В аристократических семьях Западной Европы и России принято было заниматься делами благотворительности и милосердия. Жены губернаторов и министров, богатых землевладельцев и купцов часто помогали своим супругам решать наболевшие социальные вопросы. Русские царицы смогли придать этой частной благотворительности общегосударственный размах. Благодаря их стараниям в России возникло своего рода министерство милосердия, входившее в состав Собственной Его Величества Канцелярии и с каждым десятилетием игравшее все большую роль в решении социальных проблем. Министрами этого неофициального ведомства являлись русские императрицы. Для Александры же Федоровны с ее обостренным христианским чувством долга и ответственности дела милосердия стали вопросом личного спасения. Она старалась наполнить свою жизнь вниманием к слабому человеку. В этом вопросе царица порой позволяет себе даже оказывать давление на правительство. Так, в разговоре со Столыпиным Александра Федоровна не переставала настаивать на скорейшем открытии новых богадельных учреждений. Эта горячность императрицы вызвала некоторую досаду премьера: правительство, и без того работавшее на грани возможного, должно было как-то реагировать на социальные запросы первой леди страны, не имея при этом под рукой ни соответствующих организационных кадров, ни финансового обеспечения.
Однако само желание царицы оказать помощь бездомным, сирым и больным свидетельствует о широте ее сострадательной души. Сердце ее стремилось вместить всех нуждающихся и обремененных, хотя сил на всех не хватало. Забота о собственных детях, особенно о болящем Алексее, не позволяла ей до конца продумать благотворительные идеи.
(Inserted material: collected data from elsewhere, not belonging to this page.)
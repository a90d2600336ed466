use crate::config::TimingConfig;
use std::time::Duration;

/// Timing of one interview session
#[derive(Debug, Clone)]
pub struct SessionConfig {
    /// Reading phase length
    /// Default: 8 seconds
    pub reading_secs: u64,

    /// Answering phase length
    /// Default: 30 seconds
    pub answering_secs: u64,

    /// Phase timer tick granularity
    pub tick: Duration,

    /// How long duplicate submission triggers are absorbed after a submit
    pub submit_cooldown: Duration,

    /// Bound on one submit-answer request
    pub submission_timeout: Duration,

    /// Extra delivery attempts while the room channel is lost
    pub submission_retries: u32,

    /// State polling interval once the room channel is lost
    pub poll_interval: Duration,
}

impl Default for SessionConfig {
    fn default() -> Self {
        Self::from(&TimingConfig::default())
    }
}

impl From<&TimingConfig> for SessionConfig {
    fn from(timing: &TimingConfig) -> Self {
        Self {
            reading_secs: timing.reading_secs,
            answering_secs: timing.answering_secs,
            tick: Duration::from_millis(timing.tick_ms.max(1)),
            submit_cooldown: Duration::from_millis(timing.submit_cooldown_ms),
            submission_timeout: Duration::from_secs(timing.submission_timeout_secs),
            submission_retries: timing.submission_retries,
            poll_interval: Duration::from_secs(timing.poll_interval_secs.max(1)),
        }
    }
}
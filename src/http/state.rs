use crate::session::InterviewSession;

/// Shared application state for HTTP handlers
#[derive(Clone)]
pub struct AppState {
    /// The session this process is driving
    pub session: InterviewSession,
}

impl AppState {
    pub fn new(session: InterviewSession) -> Self {
        Self { session }
    }
}
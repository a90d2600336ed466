use anyhow::{Context, Result};
use clap::Parser;
use interview_sync::audio::{AudioBackendConfig, AudioSource};
use interview_sync::channel::{ChannelConfig, NatsConnector};
use interview_sync::{
    create_router, resolve_room, AppState, Config, HttpInterviewApi, HttpTranscriber, InterviewSession,
    RecordingConfig, RecordingPipeline, SessionConfig,
};
use std::sync::Arc;
use std::time::Duration;
use tracing::info;
use tracing_subscriber::EnvFilter;

/// Join a live interview room and drive its question cycle
#[derive(Debug, Parser)]
#[command(name = "interview-sync", version)]
struct Args {
    /// Config file, without extension
    #[arg(short, long, default_value = "config/interview-sync")]
    config: String,

    /// Interview to join
    #[arg(long)]
    interview: String,

    /// Local user id; must be the interview's HR or candidate id
    #[arg(long)]
    user_id: String,

    /// Display name announced to the room
    #[arg(long)]
    user_name: String,
}

#[tokio::main]
async fn main() -> Result<()> {
    tracing_subscriber::fmt()
        .with_env_filter(EnvFilter::try_from_default_env().unwrap_or_else(|_| EnvFilter::new("info")))
        .init();

    let args = Args::parse();
    let cfg = Config::load(&args.config)?;

    info!("Interview Sync v{}", env!("CARGO_PKG_VERSION"));
    info!("Loaded config: {}", cfg.service.name);

    let request_timeout = Duration::from_secs(cfg.api.request_timeout_secs);
    let api = Arc::new(HttpInterviewApi::new(cfg.api.base_url.clone(), request_timeout)?);

    let room = resolve_room(api.as_ref(), &args.interview, &args.user_id, &args.user_name).await?;

    let session_config = SessionConfig::from(&cfg.timing);
    let transcriber = Arc::new(HttpTranscriber::new(
        &cfg.api.base_url,
        Duration::from_secs(cfg.timing.transcription_timeout_secs),
    )?);
    let recorder = Arc::new(RecordingPipeline::new(
        RecordingConfig {
            source: AudioSource::parse(&cfg.audio.source),
            backend: AudioBackendConfig {
                target_sample_rate: cfg.audio.sample_rate,
                target_channels: cfg.audio.channels,
                buffer_duration_ms: cfg.audio.buffer_ms,
            },
            transcription_timeout: Duration::from_secs(cfg.timing.transcription_timeout_secs),
        },
        transcriber,
    ));

    let session = InterviewSession::new(room, session_config, api, recorder);

    let channel_config = ChannelConfig {
        max_retries: cfg.channel.max_retries,
        initial_backoff: Duration::from_millis(cfg.channel.initial_backoff_ms),
        max_backoff: Duration::from_millis(cfg.channel.max_backoff_ms),
        connect_timeout: Duration::from_secs(cfg.channel.connect_timeout_secs),
        ..ChannelConfig::default()
    };
    session
        .open(Arc::new(NatsConnector::new(cfg.channel.nats_url.clone())), channel_config)
        .await?;

    let app = create_router(AppState::new(session.clone()));
    let addr = format!("{}:{}", cfg.service.http.bind, cfg.service.http.port);
    let listener = tokio::net::TcpListener::bind(&addr)
        .await
        .with_context(|| format!("Failed to bind {}", addr))?;
    info!("HTTP server listening on {}", addr);

    axum::serve(listener, app)
        .with_graceful_shutdown(async {
            let _ = tokio::signal::ctrl_c().await;
            info!("Shutdown requested");
        })
        .await?;

    session.leave_room().await;

    Ok(())
}
use anyhow::{Context, Result};
use std::io::Cursor;

use super::backend::AudioFrame;

/// Bring a captured frame to the target rate and channel layout
pub fn process_frame(frame: AudioFrame, target_sample_rate: u32, target_channels: u16) -> AudioFrame {
    let mut processed = frame;

    if processed.channels != target_channels && target_channels == 1 {
        processed = to_mono(processed);
    }

    if processed.sample_rate != target_sample_rate {
        processed = downsample(processed, target_sample_rate);
    }

    processed
}

/// Downsample by decimation; upsampling is left to the transcription service
fn downsample(frame: AudioFrame, target_rate: u32) -> AudioFrame {
    if target_rate == 0 || frame.sample_rate <= target_rate {
        return frame;
    }

    let ratio = (frame.sample_rate / target_rate) as usize;
    if ratio <= 1 {
        return frame;
    }

    let channels = frame.channels.max(1) as usize;
    let samples = frame
        .samples
        .chunks_exact(channels)
        .step_by(ratio)
        .flatten()
        .copied()
        .collect();

    AudioFrame {
        samples,
        sample_rate: frame.sample_rate / ratio as u32,
        ..frame
    }
}

/// Average interleaved channels into one
fn to_mono(frame: AudioFrame) -> AudioFrame {
    let channels = frame.channels as usize;
    if channels <= 1 {
        return frame;
    }

    let samples = frame
        .samples
        .chunks_exact(channels)
        .map(|group| {
            let sum: i32 = group.iter().map(|&s| s as i32).sum();
            (sum / channels as i32) as i16
        })
        .collect();

    AudioFrame {
        samples,
        channels: 1,
        ..frame
    }
}

/// Encode interleaved 16-bit PCM into an in-memory WAV file
pub fn encode_wav(samples: &[i16], sample_rate: u32, channels: u16) -> Result<Vec<u8>> {
    let spec = hound::WavSpec {
        channels,
        sample_rate,
        bits_per_sample: 16,
        sample_format: hound::SampleFormat::Int,
    };

    let mut cursor = Cursor::new(Vec::new());
    {
        let mut writer = hound::WavWriter::new(&mut cursor, spec)
            .context("Failed to create WAV writer")?;
        for &sample in samples {
            writer.write_sample(sample)
                .context("Failed to write sample to WAV")?;
        }
        writer.finalize()
            .context("Failed to finalize WAV")?;
    }

    Ok(cursor.into_inner())
}
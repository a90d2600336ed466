use super::handlers;
use super::state::AppState;
use axum::{
    routing::{get, post, put},
    Router,
};
use tower_http::cors::CorsLayer;
use tower_http::trace::TraceLayer;

/// Create the HTTP router with all routes
pub fn create_router(state: AppState) -> Router {
    Router::new()
        // Health check
        .route("/health", get(handlers::health_check))
        // Session view
        .route("/session", get(handlers::get_session))
        // Interview control
        .route("/session/start", post(handlers::start_interview))
        .route("/session/answer", put(handlers::update_answer))
        .route("/session/submit", post(handlers::submit_answer))
        .route("/session/leave", post(handlers::leave_room))
        // Recording control
        .route("/session/recording/start", post(handlers::start_recording))
        .route("/session/recording/stop", post(handlers::stop_recording))
        // The host UI is served from another origin
        .layer(CorsLayer::permissive())
        // Add tracing middleware for request logging
        .layer(TraceLayer::new_for_http())
        .with_state(state)
}
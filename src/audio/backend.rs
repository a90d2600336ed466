use anyhow::Result;
use std::path::PathBuf;
use tokio::sync::mpsc;

/// Audio sample data (16-bit PCM, interleaved)
#[derive(Debug, Clone)]
pub struct AudioFrame {
    /// Raw audio samples (i16 PCM, interleaved)
    pub samples: Vec<i16>,
    /// Sample rate in Hz
    pub sample_rate: u32,
    /// Number of channels
    pub channels: u16,
    /// Timestamp in milliseconds since capture started
    pub timestamp_ms: u64,
}

/// Configuration for audio backend
#[derive(Debug, Clone)]
pub struct AudioBackendConfig {
    /// Target sample rate (will resample if needed)
    pub target_sample_rate: u32,
    /// Target channel count (1 = mono, 2 = stereo)
    pub target_channels: u16,
    /// Buffer size in milliseconds (affects latency)
    pub buffer_duration_ms: u64,
}

impl Default for AudioBackendConfig {
    fn default() -> Self {
        Self {
            target_sample_rate: 16000, // 16kHz for speech-to-text
            target_channels: 1,        // Mono
            buffer_duration_ms: 100,   // 100ms buffers
        }
    }
}

/// Audio capture backend trait
///
/// Implementations:
/// - Microphone: cpal default input device (feature `microphone`)
/// - File: replay a WAV file as if it were captured live
#[async_trait::async_trait]
pub trait AudioBackend: Send + Sync {
    /// Acquire the device and start capturing
    ///
    /// Returns a channel receiver that will receive audio frames
    async fn start(&mut self) -> Result<mpsc::Receiver<AudioFrame>>;

    /// Stop capturing and release the device
    async fn stop(&mut self) -> Result<()>;

    /// Check if backend is currently capturing
    fn is_capturing(&self) -> bool;

    /// Get backend name for logging
    fn name(&self) -> &str;
}

/// Audio source type
#[derive(Debug, Clone, PartialEq, Eq)]
pub enum AudioSource {
    /// Default input device
    Microphone,
    /// WAV file replay (headless runs, tests)
    File(PathBuf),
}

impl AudioSource {
    /// "microphone" selects the input device, anything else is a WAV path
    pub fn parse(raw: &str) -> Self {
        match raw.trim() {
            "microphone" | "mic" => Self::Microphone,
            path => Self::File(PathBuf::from(path)),
        }
    }
}

/// Audio backend factory
pub struct AudioBackendFactory;

impl AudioBackendFactory {
    /// Create a fresh backend for one capture
    pub fn create(
        source: &AudioSource,
        config: AudioBackendConfig,
    ) -> Result<Box<dyn AudioBackend>> {
        match source {
            AudioSource::Microphone => {
                #[cfg(feature = "microphone")]
                {
                    let backend = super::microphone::MicrophoneBackend::new(config);
                    Ok(Box::new(backend))
                }

                #[cfg(not(feature = "microphone"))]
                {
                    let _ = config;
                    anyhow::bail!("Microphone capture requires the `microphone` feature")
                }
            }

            AudioSource::File(path) => {
                let backend = super::file::FileBackend::new(path.clone(), config);
                Ok(Box::new(backend))
            }
        }
    }
}
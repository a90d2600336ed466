use chrono::{DateTime, NaiveDateTime, Utc};
use serde::{Deserialize, Serialize};
use serde_json::Value;

/// Role of a party in the interview room
#[derive(Debug, Clone, Copy, PartialEq, Eq, Hash, Serialize, Deserialize)]
#[serde(rename_all = "lowercase")]
pub enum UserType {
    Hr,
    Candidate,
}

impl UserType {
    pub fn parse(raw: &str) -> Option<Self> {
        match raw.trim().to_ascii_lowercase().as_str() {
            "hr" => Some(Self::Hr),
            "candidate" => Some(Self::Candidate),
            _ => None,
        }
    }

    pub fn as_str(&self) -> &'static str {
        match self {
            Self::Hr => "hr",
            Self::Candidate => "candidate",
        }
    }
}

/// A connected party, identified by a stable user id
#[derive(Debug, Clone, PartialEq, Serialize, Deserialize)]
#[serde(rename_all = "camelCase")]
pub struct Participant {
    pub user_id: String,
    pub user_name: String,
    pub user_type: UserType,
    pub joined_at: Option<DateTime<Utc>>,
}

impl Participant {
    pub fn new(user_id: impl Into<String>, user_name: impl Into<String>, user_type: UserType) -> Self {
        Self {
            user_id: user_id.into(),
            user_name: user_name.into(),
            user_type,
            joined_at: None,
        }
    }

    /// Parse one roster entry from a channel payload
    ///
    /// Returns `None` when the entry has no usable user id or an unknown role.
    pub fn from_value(raw: &Value) -> Option<Self> {
        PartialParticipant::from_value(raw)?.finish()
    }
}

/// Roster entry as it arrives on the wire, every field optional
///
/// Duplicate entries for one user are merged field by field before the entry
/// is finalized, so a sparse first occurrence can be completed by a later one.
#[derive(Debug, Clone)]
pub(crate) struct PartialParticipant {
    pub user_id: String,
    pub user_name: Option<String>,
    pub user_type: Option<UserType>,
    pub joined_at: Option<DateTime<Utc>>,
}

impl PartialParticipant {
    pub fn from_value(raw: &Value) -> Option<Self> {
        let obj = raw.as_object()?;

        let user_id = obj.get("userId").and_then(identity)?;
        let user_name = obj
            .get("userName")
            .and_then(Value::as_str)
            .map(str::trim)
            .filter(|s| !s.is_empty())
            .map(str::to_string);
        let user_type = obj
            .get("userType")
            .and_then(Value::as_str)
            .and_then(UserType::parse);
        let joined_at = obj
            .get("joinedAt")
            .or_else(|| obj.get("timestamp"))
            .and_then(Value::as_str)
            .and_then(parse_timestamp);

        Some(Self {
            user_id,
            user_name,
            user_type,
            joined_at,
        })
    }

    /// Fill fields this entry is missing from a later duplicate
    pub fn complete_from(&mut self, other: PartialParticipant) {
        if self.user_name.is_none() {
            self.user_name = other.user_name;
        }
        if self.user_type.is_none() {
            self.user_type = other.user_type;
        }
        if self.joined_at.is_none() {
            self.joined_at = other.joined_at;
        }
    }

    pub fn finish(self) -> Option<Participant> {
        let user_type = self.user_type?;
        let user_name = self.user_name.unwrap_or_else(|| self.user_id.clone());

        Some(Participant {
            user_id: self.user_id,
            user_name,
            user_type,
            joined_at: self.joined_at,
        })
    }
}

fn identity(raw: &Value) -> Option<String> {
    match raw {
        Value::String(s) => {
            let s = s.trim();
            (!s.is_empty()).then(|| s.to_string())
        }
        Value::Number(n) => Some(n.to_string()),
        _ => None,
    }
}

/// Parse an RFC 3339 timestamp, falling back to naive ISO 8601 read as UTC
pub(crate) fn parse_timestamp(raw: &str) -> Option<DateTime<Utc>> {
    if let Ok(ts) = DateTime::parse_from_rfc3339(raw) {
        return Some(ts.with_timezone(&Utc));
    }

    NaiveDateTime::parse_from_str(raw, "%Y-%m-%dT%H:%M:%S%.f")
        .ok()
        .map(|naive| naive.and_utc())
}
Когда же речь шла о конкретных, адресных делах милосердия, государыня проявляла себя как отличный организатор. «Она прекрасно справилась с формированием санитарных поездов, постройкой центров реабилитации и госпиталей, – отмечает в своих воспоминаниях А.А. Мосолов. – В решении таких задач она собирала вокруг себя людей способных и энергичных»[162]. Когда летом 1914 г. началась мировая война, по ее распоряжению все придворные автомобили и экипажи были отданы на перевозку раненых. Цветы из царских оранжерей, изделия придворных поваров и кондитеров – все отправлялось раненым. Как заявила царица лейб-медику Е.С. Боткину, «пока идет война, она ни Себе, ни Дочери не сошьет ни одного нового платья, кроме форм сестры милосердия»[163]. «Вместе со старшими дочерьми Александра Федоровна окончила фельдшерские курсы и начала работать сестрой милосердия в Царскосельском госпитале. Вместе с Ней были Ольга и Татьяна. […] Это – беспрецедентное событие не только в русской, но и мировой истории»[164], о котором легко сейчас «забывают», уделяя сплетнями о царице тысячи страниц.